What to do
Each line of the records below that holds "statement" should be copied out.

Excerpted records
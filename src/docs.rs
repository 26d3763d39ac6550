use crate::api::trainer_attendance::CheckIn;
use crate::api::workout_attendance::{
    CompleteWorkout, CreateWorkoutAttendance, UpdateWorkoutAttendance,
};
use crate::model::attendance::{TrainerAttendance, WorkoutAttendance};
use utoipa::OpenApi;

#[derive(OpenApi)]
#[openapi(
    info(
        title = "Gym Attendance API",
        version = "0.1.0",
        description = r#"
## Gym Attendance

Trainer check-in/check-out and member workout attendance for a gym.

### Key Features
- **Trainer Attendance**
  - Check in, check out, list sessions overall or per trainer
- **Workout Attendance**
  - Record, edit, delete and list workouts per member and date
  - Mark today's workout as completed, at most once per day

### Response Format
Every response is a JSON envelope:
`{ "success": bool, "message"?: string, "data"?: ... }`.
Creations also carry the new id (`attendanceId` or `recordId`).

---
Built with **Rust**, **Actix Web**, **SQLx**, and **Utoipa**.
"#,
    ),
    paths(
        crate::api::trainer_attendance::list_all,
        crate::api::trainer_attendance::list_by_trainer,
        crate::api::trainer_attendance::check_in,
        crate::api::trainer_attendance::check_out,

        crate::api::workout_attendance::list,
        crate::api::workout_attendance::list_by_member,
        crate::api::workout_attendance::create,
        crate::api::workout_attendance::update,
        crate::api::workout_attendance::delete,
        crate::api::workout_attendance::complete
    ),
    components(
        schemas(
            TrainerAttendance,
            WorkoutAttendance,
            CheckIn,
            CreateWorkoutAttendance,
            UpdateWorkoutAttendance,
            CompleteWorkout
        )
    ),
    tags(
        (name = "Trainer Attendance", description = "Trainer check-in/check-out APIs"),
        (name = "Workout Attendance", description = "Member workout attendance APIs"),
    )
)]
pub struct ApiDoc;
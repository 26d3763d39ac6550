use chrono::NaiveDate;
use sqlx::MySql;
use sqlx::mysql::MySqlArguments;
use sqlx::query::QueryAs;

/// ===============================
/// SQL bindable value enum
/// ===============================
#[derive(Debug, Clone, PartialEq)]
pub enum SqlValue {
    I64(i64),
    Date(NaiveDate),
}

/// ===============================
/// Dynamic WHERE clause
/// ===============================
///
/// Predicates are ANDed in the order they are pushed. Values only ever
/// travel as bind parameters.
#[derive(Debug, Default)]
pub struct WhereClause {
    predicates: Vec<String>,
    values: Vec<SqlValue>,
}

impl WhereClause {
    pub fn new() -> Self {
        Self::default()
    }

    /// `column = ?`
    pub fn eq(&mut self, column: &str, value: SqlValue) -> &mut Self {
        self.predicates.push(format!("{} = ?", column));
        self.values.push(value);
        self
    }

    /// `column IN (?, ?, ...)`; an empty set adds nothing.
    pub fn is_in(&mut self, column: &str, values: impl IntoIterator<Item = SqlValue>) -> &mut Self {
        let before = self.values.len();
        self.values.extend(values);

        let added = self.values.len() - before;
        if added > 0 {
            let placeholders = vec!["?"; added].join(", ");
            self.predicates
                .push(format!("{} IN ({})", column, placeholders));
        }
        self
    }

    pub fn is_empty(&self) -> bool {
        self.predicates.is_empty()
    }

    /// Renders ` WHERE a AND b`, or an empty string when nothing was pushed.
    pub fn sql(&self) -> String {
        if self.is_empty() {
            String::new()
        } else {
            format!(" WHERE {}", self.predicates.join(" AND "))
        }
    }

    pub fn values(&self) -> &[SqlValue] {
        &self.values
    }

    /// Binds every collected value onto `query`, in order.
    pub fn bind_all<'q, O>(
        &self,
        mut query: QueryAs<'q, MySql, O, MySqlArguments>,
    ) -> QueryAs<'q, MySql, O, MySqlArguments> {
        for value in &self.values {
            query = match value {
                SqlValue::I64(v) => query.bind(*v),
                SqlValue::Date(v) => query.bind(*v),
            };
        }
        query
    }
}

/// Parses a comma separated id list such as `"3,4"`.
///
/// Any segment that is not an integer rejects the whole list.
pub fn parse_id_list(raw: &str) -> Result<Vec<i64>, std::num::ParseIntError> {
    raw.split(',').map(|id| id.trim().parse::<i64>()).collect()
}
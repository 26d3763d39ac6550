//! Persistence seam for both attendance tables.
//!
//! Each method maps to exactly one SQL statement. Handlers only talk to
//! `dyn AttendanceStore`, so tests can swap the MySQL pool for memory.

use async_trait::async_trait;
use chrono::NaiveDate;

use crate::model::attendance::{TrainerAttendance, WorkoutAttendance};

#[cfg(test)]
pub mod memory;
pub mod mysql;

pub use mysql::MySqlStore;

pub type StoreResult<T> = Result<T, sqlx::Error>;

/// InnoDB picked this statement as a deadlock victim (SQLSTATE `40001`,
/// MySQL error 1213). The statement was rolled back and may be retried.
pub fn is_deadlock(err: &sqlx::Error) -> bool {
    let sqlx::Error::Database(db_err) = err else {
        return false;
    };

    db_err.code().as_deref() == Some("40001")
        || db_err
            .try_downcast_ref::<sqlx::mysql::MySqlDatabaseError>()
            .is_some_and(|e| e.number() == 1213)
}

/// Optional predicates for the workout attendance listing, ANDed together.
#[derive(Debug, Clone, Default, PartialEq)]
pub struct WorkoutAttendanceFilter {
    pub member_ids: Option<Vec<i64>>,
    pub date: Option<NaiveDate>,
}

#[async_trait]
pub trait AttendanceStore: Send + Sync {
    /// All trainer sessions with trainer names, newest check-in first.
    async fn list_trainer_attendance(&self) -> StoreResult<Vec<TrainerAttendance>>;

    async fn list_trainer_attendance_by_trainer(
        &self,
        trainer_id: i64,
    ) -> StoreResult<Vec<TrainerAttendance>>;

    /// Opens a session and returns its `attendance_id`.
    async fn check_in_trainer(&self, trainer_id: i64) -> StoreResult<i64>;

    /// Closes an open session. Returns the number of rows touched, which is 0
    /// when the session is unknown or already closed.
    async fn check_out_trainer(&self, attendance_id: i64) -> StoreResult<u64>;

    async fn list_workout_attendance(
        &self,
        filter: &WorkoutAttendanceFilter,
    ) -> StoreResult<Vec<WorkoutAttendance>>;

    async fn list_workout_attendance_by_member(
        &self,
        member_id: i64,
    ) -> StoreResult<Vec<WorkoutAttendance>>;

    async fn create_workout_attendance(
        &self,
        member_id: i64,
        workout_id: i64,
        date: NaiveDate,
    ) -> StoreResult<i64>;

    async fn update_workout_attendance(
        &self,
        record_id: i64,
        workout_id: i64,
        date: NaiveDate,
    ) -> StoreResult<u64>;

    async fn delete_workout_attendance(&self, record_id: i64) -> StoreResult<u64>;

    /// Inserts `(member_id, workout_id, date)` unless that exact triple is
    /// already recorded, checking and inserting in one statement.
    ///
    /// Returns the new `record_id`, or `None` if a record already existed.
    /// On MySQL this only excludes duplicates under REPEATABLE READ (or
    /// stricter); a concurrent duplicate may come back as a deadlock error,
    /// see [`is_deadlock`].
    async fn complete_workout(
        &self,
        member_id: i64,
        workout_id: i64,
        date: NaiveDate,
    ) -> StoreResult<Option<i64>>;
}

Written answer
//! Each method maps to exactly one SQL statement. Handlers only talk to
/// InnoDB picked this statement as a deadlock victim (SQLSTATE `40001`,
/// MySQL error 1213). The statement was rolled back and may be retried.
    /// already recorded, checking and inserting in one statement.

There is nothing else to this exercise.